The term recalcitrant is also used in soil science and biogeochemistry to describe the organic matter of soil that’s intrinsically resistant to the microbial decomposition process. Recalcitrant organic matter is also sometimes called molecular recalcitrance or intrinsic chemical recalcitrance or refractory organic matter.

Recalcitrant Soil Organic Matter
Figure 7: A cartoon depiction of the geographic recalcitrance concept in soil science or biogeochemistry. Image Credit: Omar R. Harvey.
    • Recalcitrant Biomass in Biofuel Production

This term is also used in biotechnological biofuel production to describe the resistance of biomass towards enzymatic hydrolysis. This property is endowed upon by the ‘lignocellulosic content’ as it’s highly resistant to enzymatic degradation. This is because of the rigid, compact structure of the plant cell wall. The chemical composition is majorly lignin and hemicellulose.

The structure and the spatial network of the biomass further determine the extent of recalcitrance (cellulose crystallinity plus the degree of polymerization).

There are several factors that affect the reachability and accessibility of biomass lignin and cellulose to be degraded. Some of them are:

      1. Direct factors (accessible surface area)
      2. Indirect factors (biomass structure, pore size, particle size, specific surface area)
Recalcitrant Biomass in Biofuel Production
Figure 8: There are several factors that collectively account for biomass recalcitrance. Image Credit: Dr. Xianzhi Meng.
    • Recalcitrant Compounds

Fungi are well-known to grow luxuriantly in the presence of recalcitrant media and compounds. This ability of fungi is exploited for their usage in bioremediation processes. Both saprophytic and symbiotic fungal species possess this distinguished ability to feed on and degrade N-containing recalcitrant compounds present in wastewater. The release of extracellular enzymes by these ligninolytic fungi mediates the process of recalcitrant compound breakdown.

Recalcitrant Compounds
Figure 9: Recalcitrant orange fungus (Laetiporus sulphureus) has the ability to eat cellulose out of wood.
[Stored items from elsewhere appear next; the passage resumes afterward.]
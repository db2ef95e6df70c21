//! # Mechanisms Server Module
//!
//! This module abstracts over the networking side of the mechanisms executable. The server accepts
//! one operator connection at a time on a TCP port, reads newline-delimited telecommands and
//! forwards them to the equipment service, replying with one line per command.
//!
//! Further connections wait in the listen backlog until the current client disconnects. Whatever
//! the reason a client goes away (QUIT, disconnect, socket fault) the drive is stopped and the
//! camera centred before the next client is accepted.

// ------------------------------------------------------------------------------------------------
// IMPORTS
// ------------------------------------------------------------------------------------------------

use comms_if::{
    net::{LineConn, LineEvent, NetError, NetParams},
    tc::{Tc, TcParseError, TcResponse},
};
use log::{debug, info, trace, warn};
use std::io;
use std::net::{SocketAddr, TcpListener};
use std::sync::{
    atomic::{AtomicBool, Ordering},
    Arc,
};
use std::thread;
use std::time::Duration;

use crate::drive::mix_tank;
use crate::eqpt_service::{EqptCmd, EqptError, EqptHandle};
use crate::watchdog::Deadline;

// ------------------------------------------------------------------------------------------------
// CONSTANTS
// ------------------------------------------------------------------------------------------------

/// Period at which the accept loop checks for shutdown while no client is connected.
const ACCEPT_POLL_PERIOD: Duration = Duration::from_millis(50);

// ------------------------------------------------------------------------------------------------
// STRUCTS
// ------------------------------------------------------------------------------------------------

/// The operator command server.
pub struct MechServer {
    listener: TcpListener,

    read_timeout: Duration,

    eqpt: EqptHandle,

    deadline: Arc<Deadline>,

    shutdown: Arc<AtomicBool>,

    /// Wheel deadzone used when mixing drive commands.
    ///
    /// Units: percent duty
    deadzone_pct: f64,

    /// Time to wait for the equipment service to confirm a stop
    stop_ack_timeout: Duration,
}

// ------------------------------------------------------------------------------------------------
// ENUMS
// ------------------------------------------------------------------------------------------------

/// Errors which can occur in the [`MechServer`]
#[derive(thiserror::Error, Debug)]
pub enum MechServerError {
    #[error("Could not bind the server socket: {0}")]
    BindError(io::Error),

    #[error("Could not accept a connection: {0}")]
    AcceptError(io::Error),

    #[error("Network error: {0}")]
    NetError(#[from] NetError),

    #[error("Equipment error: {0}")]
    EqptError(#[from] EqptError),
}

/// How a client session ended.
#[derive(Debug, PartialEq, Eq)]
enum ClientExit {
    /// The client sent QUIT, equipment already stopped
    Quit,

    /// The client went away or the server is shutting down
    Disconnected,
}

// ------------------------------------------------------------------------------------------------
// IMPLS
// ------------------------------------------------------------------------------------------------

impl MechServer {
    /// Create a new instance of the server, bound to the endpoint in the parameters.
    ///
    /// This function will not wait for a connection from the client before returning.
    pub fn new(
        params: &NetParams,
        eqpt: EqptHandle,
        deadline: Arc<Deadline>,
        shutdown: Arc<AtomicBool>,
        deadzone_pct: f64,
        stop_ack_timeout: Duration,
    ) -> Result<Self, MechServerError> {
        let listener = TcpListener::bind(params.endpoint()).map_err(MechServerError::BindError)?;

        // Non-blocking accept so the shutdown flag is observed between clients
        listener
            .set_nonblocking(true)
            .map_err(MechServerError::BindError)?;

        Ok(Self {
            listener,
            read_timeout: params.read_timeout(),
            eqpt,
            deadline,
            shutdown,
            deadzone_pct,
            stop_ack_timeout,
        })
    }

    /// Address the server is listening on.
    pub fn local_addr(&self) -> io::Result<SocketAddr> {
        self.listener.local_addr()
    }

    /// Serve clients until the shutdown flag is set.
    pub fn run(&mut self) -> Result<(), MechServerError> {
        info!(
            "Command server listening on {:?}",
            self.listener.local_addr().ok()
        );

        while !self.shutdown.load(Ordering::Relaxed) {
            let (stream, addr) = match self.listener.accept() {
                Ok(s) => s,
                Err(e) if e.kind() == io::ErrorKind::WouldBlock => {
                    thread::sleep(ACCEPT_POLL_PERIOD);
                    continue;
                }
                Err(e) if e.kind() == io::ErrorKind::Interrupted => continue,
                Err(e) => return Err(MechServerError::AcceptError(e)),
            };

            info!("Client connected from {}", addr);

            let exit = stream
                .set_nonblocking(false)
                .map_err(NetError::SocketOptionError)
                .and_then(|_| LineConn::new(stream, Some(self.read_timeout)))
                .map_err(MechServerError::from)
                .and_then(|conn| self.serve_client(conn));

            match exit {
                Ok(ClientExit::Quit) => info!("Client {} quit", addr),
                Ok(ClientExit::Disconnected) => {
                    info!("Client {} disconnected, stopping", addr);
                    self.safe_stop()?;
                }
                Err(MechServerError::EqptError(e)) => return Err(e.into()),
                Err(e) => {
                    warn!("Fault while serving client {}: {}, stopping", addr, e);
                    self.safe_stop()?;
                }
            }
        }

        info!("Command server stopped");

        Ok(())
    }

    /// Handle one client's commands until it quits or goes away.
    fn serve_client(&self, mut conn: LineConn) -> Result<ClientExit, MechServerError> {
        loop {
            let line = match conn.recv()? {
                LineEvent::Line(l) => l,
                LineEvent::Timeout => {
                    if self.shutdown.load(Ordering::Relaxed) {
                        conn.close();
                        return Ok(ClientExit::Disconnected);
                    }
                    continue;
                }
                LineEvent::Closed => return Ok(ClientExit::Disconnected),
            };

            if line.trim().is_empty() {
                continue;
            }

            trace!("Received \"{}\"", line);

            let (response, quit) = self.handle_line(&line)?;

            conn.send_line(response.as_str())?;

            if response.is_error() {
                debug!("Rejected \"{}\": {}", line, response);
            }

            if quit {
                conn.close();
                return Ok(ClientExit::Quit);
            }
        }
    }

    /// Execute one telecommand line, returning the response and whether to close the connection.
    pub fn handle_line(&self, line: &str) -> Result<(TcResponse, bool), MechServerError> {
        let tc = match Tc::parse(line) {
            Ok(tc) => tc,
            // The camera being unavailable takes precedence over bad values
            Err(TcParseError::InvalidCameraValues) if !self.eqpt.cam_available() => {
                return Ok((TcResponse::CameraNotAvailable, false))
            }
            Err(e) => return Ok((TcResponse::from(&e), false)),
        };

        Ok(match tc {
            Tc::Move(i) => {
                let (left, right) = mix_tank(i.x, i.y, self.deadzone_pct);

                self.deadline.refresh();
                self.eqpt.send(EqptCmd::Drive { left, right })?;

                (TcResponse::Ok, false)
            }
            Tc::Camera(i) => {
                if !self.eqpt.cam_available() {
                    return Ok((TcResponse::CameraNotAvailable, false));
                }

                self.deadline.refresh();
                self.eqpt.send(EqptCmd::Camera { vx: i.x, vy: i.y })?;

                (TcResponse::Ok, false)
            }
            Tc::Stop => {
                self.safe_stop()?;
                (TcResponse::Stopped, false)
            }
            Tc::Quit => {
                self.safe_stop()?;
                (TcResponse::Bye, true)
            }
        })
    }

    /// Stop the drive, waiting for confirmation, and start centring the camera.
    fn safe_stop(&self) -> Result<(), MechServerError> {
        self.eqpt.send_wait(EqptCmd::Stop, self.stop_ack_timeout)?;
        self.eqpt.send(EqptCmd::CamCenter)?;
        Ok(())
    }
}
Image Credit: Bio.brandeis.edu.

Preserving Recalcitrant Seeds by the “Cryopreservation Method”

Bio-conservation efforts have ramped up since the severe detrimental effects of global warming and human invasion into preserved ecosystems started showing up in the past 20-30 years. One of the many types of floral conservation efforts is seed banking.

This is an ex-situ effort in which seeds of threatened and critically threatened plant species are conserved outside their natural habitats. As we now know that seeds are of two types — orthodox and recalcitrant, not both types survive the desiccation process. Recalcitrant seeds of threatened and critically threatened (IUCN Red-listed or CITES-listed) plant species don’t thrive in the drying phase.

According to a study report by scientists from the Royal Botanic Gardens in Kew in 2018, seed banking is a futile effort toward the conservation of threatened species with recalcitrant seeds (Wyse et al., 2018).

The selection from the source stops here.